At trial, Marianne testified that she woke up and saw Defendant "standing over [her], maybe two feet away ... with [a] knife in each hand." She then testified that both she and Harris jumped back against the bedroom wall. At that point, Defendant asked Marianne if the man in bed with her was "the reason [why she] wouldn't take him back." Apparently not satisfied with her "no" answer, Defendant then announced, "[W]ell, we're all going to die tonight." And according to Marianne, "That's when [Defendant] went to stab me," so that Harris "grabbed [the] comforter that was on [the] bed and threw it over" her in an effort to frustrate Defendant's attack.

We find there was sufficient evidence from which a jury could reasonably have inferred that Defendant acted with the requisite intent to kill Marianne with the knife and that his actions in the bedroom constituted a substantial step towards the crime of killing her.

III
A

Defendant next contends that the trial court committed reversible error in admitting testimony of a prior bad act by Defendant in violation of Indiana Evidence Rules 404(b) and 403. Prior to trial, Defendant sought and was granted a motion in limine barring the State from introducing evidence that Defendant had choked Marianne two days prior to Harris's murder.

During the course of Marianne's cross-examination, defense counsel attempted to elicit her testimony that Harris was a "dangerous person," who was the initial aggressor in the fatal encounter with Defendant. (R. at 147; "So, it's just as possible that James Harris struck out at [Defendant] as vis[a] versa, is it not?").

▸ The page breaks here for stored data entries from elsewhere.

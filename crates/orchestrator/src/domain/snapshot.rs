#![forbid(unsafe_code)]

use chrono::{DateTime, Utc};
use config::MetricKind;
use probe::{Container, CpuInfo, DiskUsage, MemoryUsage, ProcessUsage, ServiceStatus};
use serde::Serialize;
use std::time::Duration;

/// One point-in-time measurement of the thresholded metrics.
#[derive(Debug, Clone, Copy, PartialEq, Serialize)]
pub struct Snapshot {
    pub timestamp: DateTime<Utc>,
    pub cpu_percent: f64,
    pub memory_percent: f64,
    pub disk_percent: f64,
    /// Zero when no sensor reports a temperature.
    pub temperature_celsius: f64,
}

impl Snapshot {
    /// A snapshot with every reading at zero.
    pub fn zeroed(timestamp: DateTime<Utc>) -> Self {
        Self {
            timestamp,
            cpu_percent: 0.0,
            memory_percent: 0.0,
            disk_percent: 0.0,
            temperature_celsius: 0.0,
        }
    }

    pub fn value(&self, kind: MetricKind) -> f64 {
        match kind {
            MetricKind::Cpu => self.cpu_percent,
            MetricKind::Memory => self.memory_percent,
            MetricKind::Disk => self.disk_percent,
            MetricKind::Temperature => self.temperature_celsius,
        }
    }
}

/// Cumulative bytes moved over all interfaces since boot.
#[derive(Debug, Clone, Copy, PartialEq, Eq, Default, Serialize)]
pub struct NetworkCounters {
    pub bytes_sent: u64,
    pub bytes_received: u64,
}

impl NetworkCounters {
    pub fn new(bytes_sent: u64, bytes_received: u64) -> Self {
        Self {
            bytes_sent,
            bytes_received,
        }
    }
}

/// Display-only information gathered alongside a snapshot.
#[derive(Debug, Clone, Default, Serialize)]
pub struct HostDetails {
    pub cpu: Option<CpuInfo>,
    pub memory: MemoryUsage,
    pub disk: Option<DiskUsage>,
    pub network_totals: NetworkCounters,
    pub uptime: Duration,
    pub top_processes: Vec<ProcessUsage>,
    pub services: Vec<ServiceStatus>,
    pub containers: Vec<Container>,
}
#![forbid(unsafe_code)]

use crate::error::Error;
use async_trait::async_trait;
use parking_lot::Mutex;
use std::io::ErrorKind;
use std::path::{Path, PathBuf};
use std::sync::Arc;
use std::sync::atomic::{AtomicBool, AtomicUsize, Ordering};
use tracing::debug;

/// Durable home of the serialized store document.
#[async_trait]
pub trait StateRepository: Send + Sync {
    /// Read the stored bytes; `None` when nothing was stored yet.
    async fn load(&self) -> Result<Option<Vec<u8>>, Error>;
    /// Replace the stored bytes.
    async fn persist(&self, bytes: &[u8]) -> Result<(), Error>;
}

#[derive(Debug, Default)]
pub struct NoopRepository;

#[async_trait]
impl StateRepository for NoopRepository {
    async fn load(&self) -> Result<Option<Vec<u8>>, Error> {
        Ok(None)
    }

    async fn persist(&self, _bytes: &[u8]) -> Result<(), Error> {
        Ok(())
    }
}

/// Stores the document in a single JSON file.
///
/// Writes go to a sibling temporary file that is renamed over the target.
#[derive(Debug, Clone)]
pub struct JsonFileRepository {
    path: PathBuf,
}

impl JsonFileRepository {
    pub fn new(path: impl Into<PathBuf>) -> Result<Self, Error> {
        let path = path.into();
        if path.file_name().is_none() {
            return Err(Error::InvalidPath(path));
        }
        Ok(Self { path })
    }

    pub fn path(&self) -> &Path {
        &self.path
    }

    fn temp_path(&self) -> PathBuf {
        let mut name = self.path.file_name().unwrap_or_default().to_os_string();
        name.push(".tmp");
        self.path.with_file_name(name)
    }
}

#[async_trait]
impl StateRepository for JsonFileRepository {
    async fn load(&self) -> Result<Option<Vec<u8>>, Error> {
        match tokio::fs::read(&self.path).await {
            Ok(bytes) => Ok(Some(bytes)),
            Err(err) if err.kind() == ErrorKind::NotFound => Ok(None),
            Err(err) => Err(err.into()),
        }
    }

    async fn persist(&self, bytes: &[u8]) -> Result<(), Error> {
        if let Some(parent) = self.path.parent()
            && !parent.as_os_str().is_empty()
        {
            tokio::fs::create_dir_all(parent).await?;
        }
        let temp = self.temp_path();
        tokio::fs::write(&temp, bytes).await?;
        tokio::fs::rename(&temp, &self.path).await?;
        debug!(path = %self.path.display(), bytes = bytes.len(), "state persisted");
        Ok(())
    }
}

/// In-memory repository. Clones share the same contents, and writes can be
/// made to fail on demand.
#[derive(Debug, Clone, Default)]
pub struct MemoryRepository {
    inner: Arc<MemoryInner>,
}

#[derive(Debug, Default)]
struct MemoryInner {
    bytes: Mutex<Option<Vec<u8>>>,
    failing: AtomicBool,
    writes: AtomicUsize,
}

impl MemoryRepository {
    pub fn new() -> Self {
        Self::default()
    }

    pub fn with_contents(bytes: impl Into<Vec<u8>>) -> Self {
        let repo = Self::default();
        *repo.inner.bytes.lock() = Some(bytes.into());
        repo
    }

    pub fn set_failing(&self, failing: bool) {
        self.inner.failing.store(failing, Ordering::SeqCst);
    }

    pub fn contents(&self) -> Option<Vec<u8>> {
        self.inner.bytes.lock().clone()
    }

    /// Number of successful writes.
    pub fn writes(&self) -> usize {
        self.inner.writes.load(Ordering::SeqCst)
    }
}

#[async_trait]
impl StateRepository for MemoryRepository {
    async fn load(&self) -> Result<Option<Vec<u8>>, Error> {
        Ok(self.contents())
    }

    async fn persist(&self, bytes: &[u8]) -> Result<(), Error> {
        if self.inner.failing.load(Ordering::SeqCst) {
            return Err(Error::Io(std::io::Error::other("write refused")));
        }
        *self.inner.bytes.lock() = Some(bytes.to_vec());
        self.inner.writes.fetch_add(1, Ordering::SeqCst);
        Ok(())
    }
}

Before beginning her redirect of Marianne, the deputy prosecutor approached the bench with defense counsel and announced at sidebar that the "choking incident that happened on the 22nd I think is now fair game." Her basis for this statement was that "[D]efendant is now alleging self-defense, although it was not listed as a defense." The deputy prosecutor pointed out that the evidence had "entered the specter that somehow James Harris was the aggressor and ... a dangerous person."

Defense counsel objected to this rationale, claiming, "There's no evidence to show that [Defendant] had any kind of disagreement with James Harris prior to this." Nevertheless, defense counsel did confirm to the trial court that he was "going to raise self-defense" in presenting the remainder of his case.

B

The State's position is that the evidence of uncharged misconduct was properly admitted under the "intent" exception to Indiana Evidence Rule 404(b) which provides that "[e]vidence of other crimes, wrongs, or acts is not admissible to prove the character of a person in order to show action in conformity therewith. It may, however, be admissible for other purposes, such as proof of motive, intent, preparation, plan, knowledge, identity, or absence of mistake or accident." Id. (emphasis added).

When the State attempts to introduce evidence of a defendant's uncharged misconduct, the trial court must perform a two-part inquiry:...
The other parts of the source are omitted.